[DATA FOR THIS EXERCISE — start]

//! Planar helpers shared by trimming, area reconstruction and manual point
//! placement.
//!
//! Polylines are plain `&[Point2]` slices. Arclength positions ("projections")
//! follow the usual linear-referencing convention: the distance along the
//! polyline to the closest point on it.

use crate::{PsError, PsResult, Real};

#[cfg(feature = "serde")]
use serde::{Deserialize, Serialize};

/// Coordinate pair in section units (e.g. temperature, pressure).
#[derive(Clone, Copy, Debug, PartialEq, Default)]
#[cfg_attr(feature = "serde", derive(Serialize, Deserialize))]
pub struct Point2 {
    pub x: Real,
    pub y: Real,
}

impl Point2 {
    pub const fn new(x: Real, y: Real) -> Self {
        Self { x, y }
    }

    pub fn distance(self, other: Point2) -> Real {
        (self.x - other.x).hypot(self.y - other.y)
    }

    /// Same point with `y` multiplied by the section aspect ratio.
    pub fn scaled(self, ratio: Real) -> Point2 {
        Point2::new(self.x, self.y * ratio)
    }

    /// Inverse of [`Point2::scaled`].
    pub fn unscaled(self, ratio: Real) -> Point2 {
        Point2::new(self.x, self.y / ratio)
    }

    pub fn lerp(self, other: Point2, t: Real) -> Point2 {
        Point2::new(
            self.x + t * (other.x - self.x),
            self.y + t * (other.y - self.y),
        )
    }

    pub fn is_finite(self) -> bool {
        self.x.is_finite() && self.y.is_finite()
    }
}

impl From<(Real, Real)> for Point2 {
    fn from((x, y): (Real, Real)) -> Self {
        Point2::new(x, y)
    }
}

impl From<Point2> for (Real, Real) {
    fn from(p: Point2) -> Self {
        (p.x, p.y)
    }
}

/// One of the four sides of a [`Window`], counter-clockwise from the bottom.
#[derive(Clone, Copy, Debug, PartialEq, Eq, Hash, PartialOrd, Ord)]
pub enum Side {
    Bottom,
    Right,
    Top,
    Left,
}

impl Side {
    pub const ALL: [Side; 4] = [Side::Bottom, Side::Right, Side::Top, Side::Left];

    pub fn index(self) -> usize {
        match self {
            Side::Bottom => 0,
            Side::Right => 1,
            Side::Top => 2,
            Side::Left => 3,
        }
    }

    pub fn opposite(self) -> Side {
        Side::ALL[(self.index() + 2) % 4]
    }

    pub fn is_adjacent(self, other: Side) -> bool {
        self != other && self.opposite() != other
    }
}

/// Axis-aligned rectangle in section coordinates.
#[derive(Clone, Copy, Debug, PartialEq)]
#[cfg_attr(feature = "serde", derive(Serialize, Deserialize))]
pub struct Window {
    pub xmin: Real,
    pub xmax: Real,
    pub ymin: Real,
    pub ymax: Real,
}

impl Window {
    /// Window spanning the two ranges; bounds are sorted.
    pub fn new(x: (Real, Real), y: (Real, Real)) -> Self {
        Self {
            xmin: x.0.min(x.1),
            xmax: x.0.max(x.1),
            ymin: y.0.min(y.1),
            ymax: y.0.max(y.1),
        }
    }

    pub fn width(&self) -> Real {
        self.xmax - self.xmin
    }

    pub fn height(&self) -> Real {
        self.ymax - self.ymin
    }

    /// x-span over y-span.
    pub fn ratio(&self) -> Real {
        self.width() / self.height()
    }

    pub fn center(&self) -> Point2 {
        Point2::new(
            0.5 * (self.xmin + self.xmax),
            0.5 * (self.ymin + self.ymax),
        )
    }

    /// Closed containment test.
    pub fn contains(&self, p: Point2) -> bool {
        p.x >= self.xmin && p.x <= self.xmax && p.y >= self.ymin && p.y <= self.ymax
    }

    /// Strictly beyond one of the sides.
    pub fn is_outside(&self, p: Point2) -> bool {
        p.x < self.xmin || p.x > self.xmax || p.y < self.ymin || p.y > self.ymax
    }

    /// Window moved inwards by `d` on every side.
    pub fn shrunk(&self, d: Real) -> Window {
        Window {
            xmin: self.xmin + d,
            xmax: self.xmax - d,
            ymin: self.ymin + d,
            ymax: self.ymax - d,
        }
    }

    /// Window grown by `percent` of its span on every side.
    pub fn extended(&self, percent: Real) -> Window {
        let dx = percent * self.width() / 100.0;
        let dy = percent * self.height() / 100.0;
        Window {
            xmin: self.xmin - dx,
            xmax: self.xmax + dx,
            ymin: self.ymin - dy,
            ymax: self.ymax + dy,
        }
    }

    /// Corners counter-clockwise from `(xmin, ymin)`.
    pub fn corners(&self) -> [Point2; 4] {
        [
            Point2::new(self.xmin, self.ymin),
            Point2::new(self.xmax, self.ymin),
            Point2::new(self.xmax, self.ymax),
            Point2::new(self.xmin, self.ymax),
        ]
    }

    /// Start and end corner of a side, walking counter-clockwise.
    pub fn side(&self, side: Side) -> (Point2, Point2) {
        let c = self.corners();
        let i = side.index();
        (c[i], c[(i + 1) % 4])
    }

    /// Corner shared by two adjacent sides.
    pub fn shared_corner(&self, a: Side, b: Side) -> Option<Point2> {
        if !a.is_adjacent(b) {
            return None;
        }
        let c = self.corners();
        let (i, j) = (a.index(), b.index());
        // side i runs from corner i to corner i+1
        if (i + 1) % 4 == j {
            Some(c[j])
        } else {
            Some(c[i])
        }
    }
}

/// Reject the first non-finite point of `pts`.
pub fn ensure_finite(pts: &[Point2], what: &str) -> PsResult<()> {
    match pts.iter().find(|p| !p.is_finite()) {
        Some(p) => Err(PsError::NonFinite {
            what: what.to_string(),
            x: p.x,
            y: p.y,
        }),
        None => Ok(()),
    }
}

/// Cumulative arclength at every vertex, starting at zero.
pub fn cumulative_length(pts: &[Point2]) -> Vec<Real> {
    let mut out = Vec::with_capacity(pts.len());
    let mut acc = 0.0;
    for (i, p) in pts.iter().enumerate() {
        if i > 0 {
            acc += pts[i - 1].distance(*p);
        }
        out.push(acc);
    }
    out
}

pub fn polyline_length(pts: &[Point2]) -> Real {
    pts.windows(2).map(|w| w[0].distance(w[1])).sum()
}

/// Closest point on segment `a-b` to `p`, with its parameter in `[0, 1]`.
pub fn nearest_on_segment(a: Point2, b: Point2, p: Point2) -> (Point2, Real) {
    let dx = b.x - a.x;
    let dy = b.y - a.y;
    let len2 = dx * dx + dy * dy;
    if len2 == 0.0 {
        return (a, 0.0);
    }
    let t = (((p.x - a.x) * dx + (p.y - a.y) * dy) / len2).clamp(0.0, 1.0);
    (a.lerp(b, t), t)
}

/// Arclength position of the point of `pts` closest to `p`.
///
/// Ties resolve to the earliest segment. Empty and single-vertex polylines
/// project everything to zero.
pub fn project(pts: &[Point2], p: Point2) -> Real {
    let mut best = Real::INFINITY;
    let mut pos = 0.0;
    let mut acc = 0.0;
    for w in pts.windows(2) {
        let seg = w[0].distance(w[1]);
        let (q, t) = nearest_on_segment(w[0], w[1], p);
        let d = q.distance(p);
        if d < best {
            best = d;
            pos = acc + t * seg;
        }
        acc += seg;
    }
    pos
}

/// Point at arclength `d` along `pts`, clamped to the ends.
pub fn interpolate(pts: &[Point2], d: Real) -> Option<Point2> {
    let first = *pts.first()?;
    if d <= 0.0 {
        return Some(first);
    }
    let mut acc = 0.0;
    for w in pts.windows(2) {
        let seg = w[0].distance(w[1]);
        if seg > 0.0 && acc + seg >= d {
            return Some(w[0].lerp(w[1], (d - acc) / seg));
        }
        acc += seg;
    }
    pts.last().copied()
}

/// Closest point on the polyline.
pub fn nearest_point(pts: &[Point2], p: Point2) -> Option<Point2> {
    match pts {
        [] => None,
        [only] => Some(*only),
        _ => interpolate(pts, project(pts, p)),
    }
}

/// Intersection of two closed segments; parallel segments never intersect.
pub fn segment_intersection(a1: Point2, a2: Point2, b1: Point2, b2: Point2) -> Option<Point2> {
    segment_intersection_params(a1, a2, b1, b2).map(|(t, _)| a1.lerp(a2, t))
}

/// Parameters `(t, u)` along both segments of their crossing.
pub fn segment_intersection_params(
    a1: Point2,
    a2: Point2,
    b1: Point2,
    b2: Point2,
) -> Option<(Real, Real)> {
    let r = (a2.x - a1.x, a2.y - a1.y);
    let s = (b2.x - b1.x, b2.y - b1.y);
    let denom = r.0 * s.1 - r.1 * s.0;
    if denom.abs() < Real::EPSILON * (r.0.hypot(r.1) * s.0.hypot(s.1)).max(Real::MIN_POSITIVE) {
        return None;
    }
    let q = (b1.x - a1.x, b1.y - a1.y);
    let t = (q.0 * s.1 - q.1 * s.0) / denom;
    let u = (q.0 * r.1 - q.1 * r.0) / denom;
    if (0.0..=1.0).contains(&t) && (0.0..=1.0).contains(&u) {
        Some((t, u))
    } else {
        None
    }
}

/// Polyline prolonged at both ends along its terminal segments by
/// `fraction` of its total length.
pub fn extend_polyline(pts: &[Point2], fraction: Real) -> Vec<Point2> {
    let mut out = pts.to_vec();
    let total = polyline_length(pts);
    if pts.len() < 2 || total == 0.0 || fraction <= 0.0 {
        return out;
    }
    let extra = fraction * total;
    let push_out = |from: Point2, to: Point2| {
        let seg = from.distance(to);
        if seg == 0.0 {
            to
        } else {
            to.lerp(from, -extra / seg)
        }
    };
    let head = push_out(pts[1], pts[0]);
    let tail = push_out(pts[pts.len() - 2], pts[pts.len() - 1]);
    out.insert(0, head);
    out.push(tail);
    out
}

/// Every crossing of two polylines, ordered along the first.
///
/// Both polylines are first scaled by `ratio` and prolonged by `extra` of
/// their length, so curves that stop just short of each other still meet.
/// Returned points are in unscaled coordinates.
pub fn polyline_intersections(a: &[Point2], b: &[Point2], ratio: Real, extra: Real) -> Vec<Point2> {
    let sa: Vec<Point2> = a.iter().map(|p| p.scaled(ratio)).collect();
    let sb: Vec<Point2> = b.iter().map(|p| p.scaled(ratio)).collect();
    let ea = extend_polyline(&sa, extra);
    let eb = extend_polyline(&sb, extra);
    let mut hits = Vec::new();
    for wa in ea.windows(2) {
        let mut local: Vec<(Real, Point2)> = eb
            .windows(2)
            .filter_map(|wb| segment_intersection_params(wa[0], wa[1], wb[0], wb[1]))
            .map(|(t, _)| (t, wa[0].lerp(wa[1], t)))
            .collect();
        local.sort_by(|x, y| x.0.total_cmp(&y.0));
        for (_, p) in local {
            let p = p.unscaled(ratio);
            if hits.last().is_none_or(|q: &Point2| q.distance(p) > 1e-12) {
                hits.push(p);
            }
        }
    }
    hits
}

#[cfg(test)]
mod tests {
    use super::*;

    fn line(pts: &[(Real, Real)]) -> Vec<Point2> {
        pts.iter().copied().map(Point2::from).collect()
    }

    #[test]
    fn non_finite_points_are_named() {
        assert!(ensure_finite(&line(&[(1.0, 2.0), (3.0, 4.0)]), "line").is_ok());
        let err = ensure_finite(&line(&[(1.0, 2.0), (Real::NAN, 4.0)]), "line 3").unwrap_err();
        assert!(err.to_string().starts_with("Non-finite coordinate for line 3"));
    }

    #[test]
    fn project_prefers_first_minimum() {
        let pl = line(&[(0.0, 0.0), (1.0, 0.0), (0.0, 0.0)]);
        assert_eq!(project(&pl, Point2::new(0.5, 1.0)), 0.5);
        assert_eq!(project(&pl, Point2::new(2.0, 0.0)), 1.0);
        assert_eq!(project(&[], Point2::new(2.0, 0.0)), 0.0);
    }

    #[test]
    fn interpolate_midpoint() {
        let pl = line(&[(0.0, 0.0), (2.0, 0.0), (2.0, 2.0)]);
        assert_eq!(interpolate(&pl, 3.0), Some(Point2::new(2.0, 1.0)));
        assert_eq!(interpolate(&pl, 10.0), Some(Point2::new(2.0, 2.0)));
        assert_eq!(nearest_point(&pl, Point2::new(3.0, 1.5)), Some(Point2::new(2.0, 1.5)));
    }

    #[test]
    fn crossing_segments() {
        let p = segment_intersection(
            Point2::new(0.0, 0.0),
            Point2::new(2.0, 2.0),
            Point2::new(0.0, 2.0),
            Point2::new(2.0, 0.0),
        );
        assert_eq!(p, Some(Point2::new(1.0, 1.0)));
        let parallel = segment_intersection(
            Point2::new(0.0, 0.0),
            Point2::new(1.0, 0.0),
            Point2::new(0.0, 1.0),
            Point2::new(1.0, 1.0),
        );
        assert_eq!(parallel, None);
    }

    #[test]
    fn short_curves_meet_after_extension() {
        let a = line(&[(0.0, 0.0), (0.9, 0.0)]);
        let b = line(&[(1.0, -1.0), (1.0, -0.1)]);
        assert!(polyline_intersections(&a, &b, 1.0, 0.0).is_empty());
        let hits = polyline_intersections(&a, &b, 1.0, 0.2);
        assert_eq!(hits.len(), 1);
        assert!((hits[0].x - 1.0).abs() < 1e-12 && hits[0].y.abs() < 1e-12);
    }

    #[test]
    fn window_sides_and_corners() {
        let w = Window::new((200.0, 1000.0), (0.1, 20.0));
        assert!(w.is_outside(Point2::new(199.0, 5.0)));
        assert!(!w.is_outside(Point2::new(200.0, 5.0)));
        assert_eq!(
            w.shared_corner(Side::Bottom, Side::Right),
            Some(Point2::new(1000.0, 0.1))
        );
        assert_eq!(
            w.shared_corner(Side::Bottom, Side::Left),
            Some(Point2::new(200.0, 0.1))
        );
        assert_eq!(w.shared_corner(Side::Top, Side::Bottom), None);
        assert!(w.shrunk(0.01).is_outside(Point2::new(200.0, 5.0)));
    }
}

[DATA FOR THIS EXERCISE — finish]

In the entries above, find the line holding "pub fn width(&self)" and the line holding "Window moved inwards"; print both of them and every line between, exactly, and nothing else.

WRITTEN RESPONSE:
    pub fn width(&self) -> Real {
        self.xmax - self.xmin
    }

    pub fn height(&self) -> Real {
        self.ymax - self.ymin
    }

    /// x-span over y-span.
    pub fn ratio(&self) -> Real {
        self.width() / self.height()
    }

    pub fn center(&self) -> Point2 {
        Point2::new(
            0.5 * (self.xmin + self.xmax),
            0.5 * (self.ymin + self.ymax),
        )
    }

    /// Closed containment test.
    pub fn contains(&self, p: Point2) -> bool {
        p.x >= self.xmin && p.x <= self.xmax && p.y >= self.ymin && p.y <= self.ymax
    }

    /// Strictly beyond one of the sides.
    pub fn is_outside(&self, p: Point2) -> bool {
        p.x < self.xmin || p.x > self.xmax || p.y < self.ymin || p.y > self.ymax
    }

    /// Window moved inwards by `d` on every side.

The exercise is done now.